# Aponogeton crispus 'Red'



## Mark Evans

My Aponogeton crispus 'Red' is really taking hold now, and looks rel nice. It's becoming my current fave plant.


----------



## Ian Holdich

I hope mine will get like this. Any tips mate?


----------



## Mark Evans

ianho said:
			
		

> Any tips mate?



Not really. it's doing it's own thing mate. Under T5, it's not so 'flamboyant' in colour. Get lower done for a pic, and the red shows up a treat. 

I saw some @ TGM and it looked very different to mine. Even in the pic on tropicas website, it looks quite dark. 

Maybe, mine isnt looking how it really should do. On some leaves there's a green part that runs up the middle. 

In some ways it reminds me of crypt species, as in, the way they change their appearance on a daily basis.


----------



## George Farmer

It is a wonderful plant.  It is also a brute and may need taming.   My biggest leaves reached over 80cm long and 4cm wide.  You should get flowers soon too...

Its red colouration picks out the hints of red in the petrified wood nicely.


----------



## Mark Evans

George Farmer said:
			
		

> It is a wonderful plant. It is also a brute and may need taming. My biggest leaves reached over 80cm long and 4cm wide. You should get flowers soon too...



It is nice George. Do the flowers grow off a stalk?

Here's the leaf as it gets towards the surface. The green vein, does disappear as it gets towards the light. You can see the immature leaves top the left and right, just below the main one. 
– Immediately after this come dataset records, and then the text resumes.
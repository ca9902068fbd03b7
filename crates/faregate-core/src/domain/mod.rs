//! Domain model (IDs, status, records, task errors).

pub mod errors;
pub mod ids;
pub mod record;
pub mod status;

pub use errors::{ErrorKind, TaskError};
pub use ids::{Id, IdMarker, ParseIdError, TaskId};
pub use record::{TaskParameters, TaskRecord};
pub use status::TaskStatus;
use std::fs;
use std::path::Path;

use anyhow::{Context, Result};
use chrono::{Datelike, NaiveDate, TimeDelta, Weekday};
use serde::Deserialize;
use tracing::debug;

use super::{Trip, same_month, target_month};
use crate::config::{Holiday, HolidayTaskConfig, RouteTemplate};

/// One trip per template and holiday in the template's target month.
///
/// A holiday is skipped when its description is empty, marks a
/// compensatory day off (`補`), contains one of the template's
/// `skip_keywords`, or falls inside a fixed-month trip on the same route.
pub fn holiday_trips<'a>(
    templates: &'a [HolidayTaskConfig],
    holidays: &'a [Holiday],
    today: NaiveDate,
    fixed: &[Trip<'_>],
) -> Vec<Trip<'a>> {
    let mut trips = Vec::new();
    for template in templates {
        let Some(first) = target_month(today, template.month_offset) else {
            continue;
        };
        for holiday in holidays.iter().filter(|h| same_month(h.date, first)) {
            if let Some(reason) = skip_reason(template, holiday, fixed) {
                debug!(
                    date = %holiday.date,
                    description = %holiday.description,
                    reason,
                    "holiday skipped"
                );
                continue;
            }
            let Some((depart, ret)) = travel_window(holiday.date, &holiday.description) else {
                continue;
            };
            trips.push(Trip {
                route: &template.route,
                params: &template.api_params,
                depart,
                ret,
                label: Some(holiday.description.as_str()),
            });
        }
    }
    trips
}

fn skip_reason(
    template: &HolidayTaskConfig,
    holiday: &Holiday,
    fixed: &[Trip<'_>],
) -> Option<&'static str> {
    let description = holiday.description.trim();
    if description.is_empty() {
        return Some("no description");
    }
    if description.contains('補') {
        return Some("compensatory day off");
    }
    if template
        .skip_keywords
        .iter()
        .any(|k| description.contains(k.as_str()))
    {
        return Some("skip keyword");
    }
    if covered_by_fixed_trip(&template.route, holiday.date, fixed) {
        return Some("inside a fixed-month trip");
    }
    None
}

fn covered_by_fixed_trip(route: &RouteTemplate, day: NaiveDate, fixed: &[Trip<'_>]) -> bool {
    fixed.iter().any(|trip| trip.covers(route, day))
}

/// Departure and return dates around a holiday, picked by its weekday so
/// the trip spans the long weekend.
///
/// 小年夜 opens the Lunar New Year break and gets a longer window.
/// 開國紀念日 on a Wednesday is covered by the days before it.
pub fn travel_window(day: NaiveDate, description: &str) -> Option<(NaiveDate, NaiveDate)> {
    use Weekday::*;

    let weekday = day.weekday();
    let (before, after) = if description.contains("開國紀念日") && weekday == Wed {
        (4, 0)
    } else if description.contains("小年夜") {
        match weekday {
            Mon | Thu | Fri => (2, 4),
            Tue | Wed => (4, 2),
            Sat | Sun => (2, 3),
        }
    } else {
        match weekday {
            Mon | Tue | Sun => (4, 0),
            Wed => (0, 3),
            Thu => (1, 3),
            Fri => (2, 2),
            Sat => (3, 1),
        }
    };
    let depart = day.checked_sub_signed(TimeDelta::days(before))?;
    let ret = day.checked_add_signed(TimeDelta::days(after))?;
    Some((depart, ret))
}

/// Entry of a TaiwanCalendar year file.
#[derive(Debug, Deserialize)]
struct CalendarDay {
    /// `YYYYMMDD`
    date: String,
    #[serde(rename = "isHoliday")]
    is_holiday: bool,
    #[serde(default)]
    description: String,
}

/// Read a TaiwanCalendar JSON file and keep the named holidays. Plain
/// weekends carry no description and are dropped.
pub fn load_calendar(path: &Path) -> Result<Vec<Holiday>> {
    let contents = fs::read_to_string(path)
        .with_context(|| format!("reading holiday calendar at {:?}", path))?;
    // 配布ファイルは BOM 付きのことがある
    let contents = contents.trim_start_matches('\u{feff}');

    let days: Vec<CalendarDay> = serde_json::from_str(contents)
        .with_context(|| format!("parsing holiday calendar {:?}", path))?;

    days.into_iter()
        .filter(|d| d.is_holiday && !d.description.trim().is_empty())
        .map(|d| -> Result<Holiday> {
            let date = NaiveDate::parse_from_str(&d.date, "%Y%m%d").with_context(|| {
                format!("invalid date '{}' in holiday calendar {:?}", d.date, path)
            })?;
            Ok(Holiday {
                date,
                description: d.description,
            })
        })
        .collect()
}

#[cfg(test)]
mod tests {
    use faregate_core::TaskParameters;
    use rstest::rstest;

    use super::*;

    fn date(y: i32, m: u32, d: u32) -> NaiveDate {
        NaiveDate::from_ymd_opt(y, m, d).unwrap()
    }

    fn route(arrive_city: &str) -> RouteTemplate {
        RouteTemplate {
            depart_city: "TPE".into(),
            depart_country: "TW".into(),
            arrive_city: arrive_city.into(),
            arrive_country: "JP".into(),
        }
    }

    fn template(month_offset: u32) -> HolidayTaskConfig {
        HolidayTaskConfig {
            route: route("NRT"),
            month_offset,
            skip_keywords: vec!["春節".into(), "農曆除夕".into()],
            api_params: TaskParameters::new(),
        }
    }

    fn holiday(day: NaiveDate, description: &str) -> Holiday {
        Holiday {
            date: day,
            description: description.into(),
        }
    }

    // 2025-10-06 .. 2025-10-12 は月曜から日曜
    #[rstest]
    #[case::monday(date(2025, 10, 6), date(2025, 10, 2), date(2025, 10, 6))]
    #[case::tuesday(date(2025, 10, 7), date(2025, 10, 3), date(2025, 10, 7))]
    #[case::wednesday(date(2025, 10, 8), date(2025, 10, 8), date(2025, 10, 11))]
    #[case::thursday(date(2025, 10, 9), date(2025, 10, 8), date(2025, 10, 12))]
    #[case::friday(date(2025, 10, 10), date(2025, 10, 8), date(2025, 10, 12))]
    #[case::saturday(date(2025, 10, 11), date(2025, 10, 8), date(2025, 10, 12))]
    #[case::sunday(date(2025, 10, 12), date(2025, 10, 8), date(2025, 10, 12))]
    fn ordinary_holiday_window(
        #[case] day: NaiveDate,
        #[case] depart: NaiveDate,
        #[case] ret: NaiveDate,
    ) {
        assert_eq!(travel_window(day, "國慶日"), Some((depart, ret)));
    }

    #[rstest]
    #[case::monday(date(2025, 1, 27), date(2025, 1, 25), date(2025, 1, 31))]
    #[case::tuesday(date(2025, 1, 28), date(2025, 1, 24), date(2025, 1, 30))]
    #[case::saturday(date(2025, 1, 25), date(2025, 1, 23), date(2025, 1, 28))]
    fn lunar_new_year_eve_window(
        #[case] day: NaiveDate,
        #[case] depart: NaiveDate,
        #[case] ret: NaiveDate,
    ) {
        assert_eq!(travel_window(day, "小年夜"), Some((depart, ret)));
    }

    #[test]
    fn new_year_on_a_wednesday_looks_back() {
        assert_eq!(
            travel_window(date(2025, 1, 1), "開國紀念日"),
            Some((date(2024, 12, 28), date(2025, 1, 1)))
        );
        // 2026-01-01 は木曜なので通常ルール
        assert_eq!(
            travel_window(date(2026, 1, 1), "開國紀念日"),
            Some((date(2025, 12, 31), date(2026, 1, 4)))
        );
    }

    #[test]
    fn only_holidays_in_the_target_month_are_used() {
        let templates = [template(5)];
        let holidays = [
            holiday(date(2025, 9, 28), "教師節"),
            holiday(date(2025, 10, 6), "中秋節"),
            holiday(date(2025, 10, 10), "國慶日"),
            holiday(date(2025, 11, 1), "other"),
        ];

        let trips = holiday_trips(&templates, &holidays, date(2025, 5, 20), &[]);
        let names: Vec<_> = trips.iter().map(Trip::name).collect();
        assert_eq!(
            names,
            [
                "TPE-NRT 中秋節 2025-10-02/2025-10-06",
                "TPE-NRT 國慶日 2025-10-08/2025-10-12",
            ]
        );
    }

    #[test]
    fn skip_rules_drop_holidays() {
        let templates = [template(5)];
        let holidays = [
            holiday(date(2025, 10, 3), ""),
            holiday(date(2025, 10, 24), "臺灣光復節補假"),
            holiday(date(2025, 10, 27), "春節"),
            holiday(date(2025, 10, 10), "國慶日"),
        ];

        let trips = holiday_trips(&templates, &holidays, date(2025, 5, 20), &[]);
        assert_eq!(trips.len(), 1);
        assert_eq!(trips[0].label, Some("國慶日"));
    }

    #[test]
    fn custom_skip_keywords_replace_the_defaults() {
        let mut t = template(5);
        t.skip_keywords = vec!["國慶".into()];
        let templates = [t];
        let holidays = [
            holiday(date(2025, 10, 10), "國慶日"),
            holiday(date(2025, 10, 27), "春節"),
        ];

        let trips = holiday_trips(&templates, &holidays, date(2025, 5, 20), &[]);
        assert_eq!(trips.len(), 1);
        assert_eq!(trips[0].label, Some("春節"));
    }

    #[test]
    fn holiday_inside_a_fixed_trip_on_the_same_route_is_skipped() {
        let templates = [template(5)];
        let holidays = [holiday(date(2025, 10, 10), "國慶日")];
        let params = TaskParameters::new();
        let same = route("NRT");
        let other = route("KIX");
        let fixed_same = [Trip {
            route: &same,
            params: &params,
            depart: date(2025, 10, 5),
            ret: date(2025, 10, 10),
            label: None,
        }];
        let fixed_other = [Trip {
            route: &other,
            ..fixed_same[0].clone()
        }];

        let today = date(2025, 5, 20);
        assert!(holiday_trips(&templates, &holidays, today, &fixed_same).is_empty());
        assert_eq!(
            holiday_trips(&templates, &holidays, today, &fixed_other).len(),
            1
        );
    }
}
I've got a few ideas in mind for a future tank, which could incorporate this plant.


----------



## George Farmer

Mark Evans said:
			
		

> Do the flowers grow off a stalk?


Yes mate.

I created a thread here about it.  

viewtopic.php?f=56&t=16154&start=0

I originally thought it was an Echinodorus flower.


----------



## Mark Evans

Cheers big ears.


----------



## mrjackdempsey

George Farmer said:
			
		

> Mark Evans said:
> 
> 
> 
> 
> Do the flowers grow off a stalk?
> 
> 
> 
> Yes mate.
> 
> I created a thread here about it.
> 
> viewtopic.php?f=56&t=16154&start=0
> 
> I originally thought it was an Echinodorus flower.
Click to expand...

In a strange way similar to the flowers of Madagascar Lace plant that flowered in my tank


----------



## Ian Holdich

I had a aponogeton ulvaceus that flowered regulaly a while back




poor quality

They let off quite a nice smell as well. They look better in an open top tank.


----------



## m_attt

looks good, have been after one for a wile.

currently have a green one flowering, did have 5 flowers but lid fell and chopped two off


----------



## Ian Holdich

TGM have some nice specimens in stock at the min M_att, they aren't the cheapest of plants though.


----------



## andyh

great looking plant Mark, you just need a 1m deep tank now


----------



## Ian Holdich

according to Tropica the max height is 30cm. I know that's not a lot to go on!lol


----------



## andyh

ianho said:
			
		

> according to Tropica the max height is 30cm. I know that's not a lot to go on!lol



I was basing that on George's 80cm comment


----------



## m_attt

ianho said:
			
		

> TGM have some nice specimens in stock at the min M_att, they aren't the cheapest of plants though.



ideal cheers will have a look



			
				ianho said:
			
		

> according to Tropica the max height is 30cm. I know that's not a lot to go on!lol



mines at 2ft currently


----------



## Mark Nicholls

Mine is starting to throw out red leaves now.


----------